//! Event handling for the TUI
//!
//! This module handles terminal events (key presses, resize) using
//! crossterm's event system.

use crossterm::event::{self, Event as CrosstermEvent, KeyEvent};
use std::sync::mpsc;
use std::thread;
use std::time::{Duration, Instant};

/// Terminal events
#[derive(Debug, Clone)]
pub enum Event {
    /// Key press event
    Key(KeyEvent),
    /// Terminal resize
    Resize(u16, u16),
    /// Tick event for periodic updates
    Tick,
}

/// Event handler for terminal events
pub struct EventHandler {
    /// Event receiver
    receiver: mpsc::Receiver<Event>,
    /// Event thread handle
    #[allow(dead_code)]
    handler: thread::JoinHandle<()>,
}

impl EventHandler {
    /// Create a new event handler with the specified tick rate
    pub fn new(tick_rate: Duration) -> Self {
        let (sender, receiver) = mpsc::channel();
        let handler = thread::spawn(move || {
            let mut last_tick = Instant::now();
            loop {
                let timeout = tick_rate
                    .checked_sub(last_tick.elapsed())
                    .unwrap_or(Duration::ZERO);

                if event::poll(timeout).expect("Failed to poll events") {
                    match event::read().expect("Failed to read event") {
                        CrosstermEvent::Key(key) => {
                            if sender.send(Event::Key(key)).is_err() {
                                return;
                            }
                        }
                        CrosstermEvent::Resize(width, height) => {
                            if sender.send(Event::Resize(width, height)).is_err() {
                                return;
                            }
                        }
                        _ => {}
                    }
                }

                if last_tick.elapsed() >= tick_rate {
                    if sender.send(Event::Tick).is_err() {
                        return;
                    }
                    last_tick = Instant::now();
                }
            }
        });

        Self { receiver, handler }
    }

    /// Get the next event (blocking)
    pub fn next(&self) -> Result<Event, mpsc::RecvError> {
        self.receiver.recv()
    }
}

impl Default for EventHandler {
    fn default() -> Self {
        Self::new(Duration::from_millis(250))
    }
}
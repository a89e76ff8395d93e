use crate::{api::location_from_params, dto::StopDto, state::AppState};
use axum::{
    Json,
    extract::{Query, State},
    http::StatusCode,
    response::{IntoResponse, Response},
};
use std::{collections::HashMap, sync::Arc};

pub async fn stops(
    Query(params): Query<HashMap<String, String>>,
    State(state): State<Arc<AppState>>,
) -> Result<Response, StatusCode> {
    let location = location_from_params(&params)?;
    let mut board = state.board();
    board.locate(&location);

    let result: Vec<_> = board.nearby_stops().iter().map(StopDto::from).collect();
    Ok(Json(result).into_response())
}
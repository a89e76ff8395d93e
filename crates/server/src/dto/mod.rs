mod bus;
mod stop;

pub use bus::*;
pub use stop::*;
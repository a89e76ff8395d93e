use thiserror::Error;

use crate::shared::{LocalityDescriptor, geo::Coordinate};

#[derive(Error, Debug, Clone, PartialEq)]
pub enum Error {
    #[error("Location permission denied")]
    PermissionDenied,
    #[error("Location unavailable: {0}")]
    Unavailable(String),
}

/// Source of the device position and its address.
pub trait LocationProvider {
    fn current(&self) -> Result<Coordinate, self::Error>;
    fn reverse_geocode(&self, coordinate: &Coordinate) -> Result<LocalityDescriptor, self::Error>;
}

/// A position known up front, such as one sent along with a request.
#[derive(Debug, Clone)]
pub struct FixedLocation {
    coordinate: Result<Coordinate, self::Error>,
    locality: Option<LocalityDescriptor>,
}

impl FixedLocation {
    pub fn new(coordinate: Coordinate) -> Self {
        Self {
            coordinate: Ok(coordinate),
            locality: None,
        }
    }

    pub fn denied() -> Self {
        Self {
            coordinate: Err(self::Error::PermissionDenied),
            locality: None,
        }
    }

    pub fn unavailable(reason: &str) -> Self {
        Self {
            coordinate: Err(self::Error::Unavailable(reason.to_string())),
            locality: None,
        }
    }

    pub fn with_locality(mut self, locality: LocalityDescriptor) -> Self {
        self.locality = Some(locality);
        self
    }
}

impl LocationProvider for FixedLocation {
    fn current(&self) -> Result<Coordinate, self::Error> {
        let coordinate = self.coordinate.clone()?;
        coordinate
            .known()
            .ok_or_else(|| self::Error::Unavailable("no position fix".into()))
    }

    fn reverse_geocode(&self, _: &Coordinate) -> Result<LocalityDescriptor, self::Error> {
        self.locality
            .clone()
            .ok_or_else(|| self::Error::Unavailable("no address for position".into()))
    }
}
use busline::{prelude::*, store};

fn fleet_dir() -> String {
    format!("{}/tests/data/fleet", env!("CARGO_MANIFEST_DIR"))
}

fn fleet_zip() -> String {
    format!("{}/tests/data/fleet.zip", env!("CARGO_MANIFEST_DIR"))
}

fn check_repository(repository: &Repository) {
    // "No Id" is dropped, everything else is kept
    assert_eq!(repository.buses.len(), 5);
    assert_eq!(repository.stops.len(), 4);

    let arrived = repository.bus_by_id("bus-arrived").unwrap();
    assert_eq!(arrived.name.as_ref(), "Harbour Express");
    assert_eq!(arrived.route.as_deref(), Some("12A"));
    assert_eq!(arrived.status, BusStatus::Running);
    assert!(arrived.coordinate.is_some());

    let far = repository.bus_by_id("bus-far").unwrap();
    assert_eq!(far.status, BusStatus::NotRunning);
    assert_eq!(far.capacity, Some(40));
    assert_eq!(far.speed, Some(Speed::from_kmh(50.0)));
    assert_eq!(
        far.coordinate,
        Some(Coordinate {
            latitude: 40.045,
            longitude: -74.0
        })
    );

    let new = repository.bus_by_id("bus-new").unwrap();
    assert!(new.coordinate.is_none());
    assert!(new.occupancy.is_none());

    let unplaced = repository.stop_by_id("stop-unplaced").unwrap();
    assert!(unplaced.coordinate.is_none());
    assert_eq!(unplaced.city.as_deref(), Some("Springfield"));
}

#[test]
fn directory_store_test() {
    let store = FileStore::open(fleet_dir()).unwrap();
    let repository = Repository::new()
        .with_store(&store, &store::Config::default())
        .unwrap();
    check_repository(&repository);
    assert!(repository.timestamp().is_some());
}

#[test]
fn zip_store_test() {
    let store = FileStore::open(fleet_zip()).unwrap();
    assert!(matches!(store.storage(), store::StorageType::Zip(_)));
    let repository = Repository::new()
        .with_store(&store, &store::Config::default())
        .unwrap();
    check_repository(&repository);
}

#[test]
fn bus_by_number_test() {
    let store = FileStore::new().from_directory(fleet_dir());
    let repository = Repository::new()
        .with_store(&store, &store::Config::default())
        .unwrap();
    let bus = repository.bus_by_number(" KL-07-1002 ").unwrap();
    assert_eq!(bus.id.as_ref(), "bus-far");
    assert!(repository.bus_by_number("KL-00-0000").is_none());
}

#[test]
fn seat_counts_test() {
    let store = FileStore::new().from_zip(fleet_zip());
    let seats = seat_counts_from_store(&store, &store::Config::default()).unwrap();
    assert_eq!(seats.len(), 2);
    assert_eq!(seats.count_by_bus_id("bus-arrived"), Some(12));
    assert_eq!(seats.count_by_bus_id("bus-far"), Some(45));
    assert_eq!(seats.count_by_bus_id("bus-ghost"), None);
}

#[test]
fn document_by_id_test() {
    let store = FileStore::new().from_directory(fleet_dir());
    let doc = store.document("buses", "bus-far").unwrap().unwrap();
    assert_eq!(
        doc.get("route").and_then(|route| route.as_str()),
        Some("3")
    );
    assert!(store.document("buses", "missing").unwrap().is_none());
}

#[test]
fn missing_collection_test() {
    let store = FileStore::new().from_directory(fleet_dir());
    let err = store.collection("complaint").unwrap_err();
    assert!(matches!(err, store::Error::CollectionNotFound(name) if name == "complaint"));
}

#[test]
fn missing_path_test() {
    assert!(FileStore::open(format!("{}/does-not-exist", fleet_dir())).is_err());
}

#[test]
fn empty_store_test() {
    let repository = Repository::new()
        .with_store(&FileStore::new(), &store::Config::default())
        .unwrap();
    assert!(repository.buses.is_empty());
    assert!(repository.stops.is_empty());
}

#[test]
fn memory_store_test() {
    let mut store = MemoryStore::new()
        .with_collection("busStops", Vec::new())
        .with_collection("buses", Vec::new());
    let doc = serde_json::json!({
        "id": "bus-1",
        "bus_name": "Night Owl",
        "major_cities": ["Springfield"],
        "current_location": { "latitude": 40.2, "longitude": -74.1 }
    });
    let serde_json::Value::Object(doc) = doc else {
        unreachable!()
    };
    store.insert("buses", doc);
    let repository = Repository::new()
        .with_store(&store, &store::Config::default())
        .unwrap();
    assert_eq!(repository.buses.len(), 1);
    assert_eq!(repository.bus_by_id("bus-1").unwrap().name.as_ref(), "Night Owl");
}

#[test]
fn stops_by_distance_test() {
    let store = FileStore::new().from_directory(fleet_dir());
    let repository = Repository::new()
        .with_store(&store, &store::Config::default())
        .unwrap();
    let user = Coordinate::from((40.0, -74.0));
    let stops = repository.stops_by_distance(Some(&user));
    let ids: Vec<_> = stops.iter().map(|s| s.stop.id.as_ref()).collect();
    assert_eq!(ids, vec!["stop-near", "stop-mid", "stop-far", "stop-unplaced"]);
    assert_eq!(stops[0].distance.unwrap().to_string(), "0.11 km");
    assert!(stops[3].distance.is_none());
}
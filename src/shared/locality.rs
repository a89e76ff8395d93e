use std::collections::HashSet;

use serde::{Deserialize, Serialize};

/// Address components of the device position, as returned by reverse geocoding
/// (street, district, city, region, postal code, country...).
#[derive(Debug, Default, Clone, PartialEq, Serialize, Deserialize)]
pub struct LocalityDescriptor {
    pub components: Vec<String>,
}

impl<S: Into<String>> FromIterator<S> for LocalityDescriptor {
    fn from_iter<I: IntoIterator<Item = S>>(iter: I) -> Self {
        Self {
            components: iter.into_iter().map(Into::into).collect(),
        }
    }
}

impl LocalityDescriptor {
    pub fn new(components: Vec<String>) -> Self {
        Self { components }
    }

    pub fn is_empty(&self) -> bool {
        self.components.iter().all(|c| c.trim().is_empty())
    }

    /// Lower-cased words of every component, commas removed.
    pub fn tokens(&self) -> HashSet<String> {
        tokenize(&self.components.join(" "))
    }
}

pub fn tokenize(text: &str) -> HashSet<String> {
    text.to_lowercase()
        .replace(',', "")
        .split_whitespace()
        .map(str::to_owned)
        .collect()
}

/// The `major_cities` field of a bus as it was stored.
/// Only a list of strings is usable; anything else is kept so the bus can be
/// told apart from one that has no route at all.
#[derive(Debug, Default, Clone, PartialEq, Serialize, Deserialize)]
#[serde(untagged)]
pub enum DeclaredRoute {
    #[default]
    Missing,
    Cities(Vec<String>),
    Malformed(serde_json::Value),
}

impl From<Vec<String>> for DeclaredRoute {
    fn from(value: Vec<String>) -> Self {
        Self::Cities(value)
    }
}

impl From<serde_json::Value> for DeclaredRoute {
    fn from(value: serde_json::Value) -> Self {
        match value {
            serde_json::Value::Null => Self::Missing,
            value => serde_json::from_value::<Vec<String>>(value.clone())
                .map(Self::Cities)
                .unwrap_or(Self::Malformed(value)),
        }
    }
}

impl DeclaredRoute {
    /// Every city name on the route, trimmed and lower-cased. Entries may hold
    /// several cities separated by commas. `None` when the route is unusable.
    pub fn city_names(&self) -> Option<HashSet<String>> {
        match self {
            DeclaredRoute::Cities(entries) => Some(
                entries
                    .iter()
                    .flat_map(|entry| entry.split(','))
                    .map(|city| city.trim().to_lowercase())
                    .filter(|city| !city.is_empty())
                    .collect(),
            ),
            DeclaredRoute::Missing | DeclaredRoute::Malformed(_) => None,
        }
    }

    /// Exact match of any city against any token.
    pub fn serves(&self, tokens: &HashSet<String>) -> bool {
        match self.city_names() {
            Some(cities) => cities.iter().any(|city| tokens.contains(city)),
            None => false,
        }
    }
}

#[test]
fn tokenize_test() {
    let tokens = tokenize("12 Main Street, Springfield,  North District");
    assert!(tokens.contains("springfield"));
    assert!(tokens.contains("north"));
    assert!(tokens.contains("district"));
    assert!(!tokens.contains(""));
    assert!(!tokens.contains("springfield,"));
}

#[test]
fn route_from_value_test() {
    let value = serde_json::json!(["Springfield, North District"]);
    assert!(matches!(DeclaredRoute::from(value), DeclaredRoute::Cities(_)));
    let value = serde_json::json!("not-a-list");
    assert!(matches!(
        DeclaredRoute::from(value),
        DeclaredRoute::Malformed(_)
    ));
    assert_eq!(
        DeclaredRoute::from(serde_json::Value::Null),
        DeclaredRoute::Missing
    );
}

* * *

▶ [WHAT IS NEEDED]: Reproduce the records above exactly, from the first line through the line containing "for terminal events", and output nothing else.

▶ [TASK ANSWER]:
//! Event handling for the TUI
//!
//! This module handles terminal events (key presses, resize) using
//! crossterm's event system.

use crossterm::event::{self, Event as CrosstermEvent, KeyEvent};
use std::sync::mpsc;
use std::thread;
use std::time::{Duration, Instant};

/// Terminal events
#[derive(Debug, Clone)]
pub enum Event {
    /// Key press event
    Key(KeyEvent),
    /// Terminal resize
    Resize(u16, u16),
    /// Tick event for periodic updates
    Tick,
}

/// Event handler for terminal events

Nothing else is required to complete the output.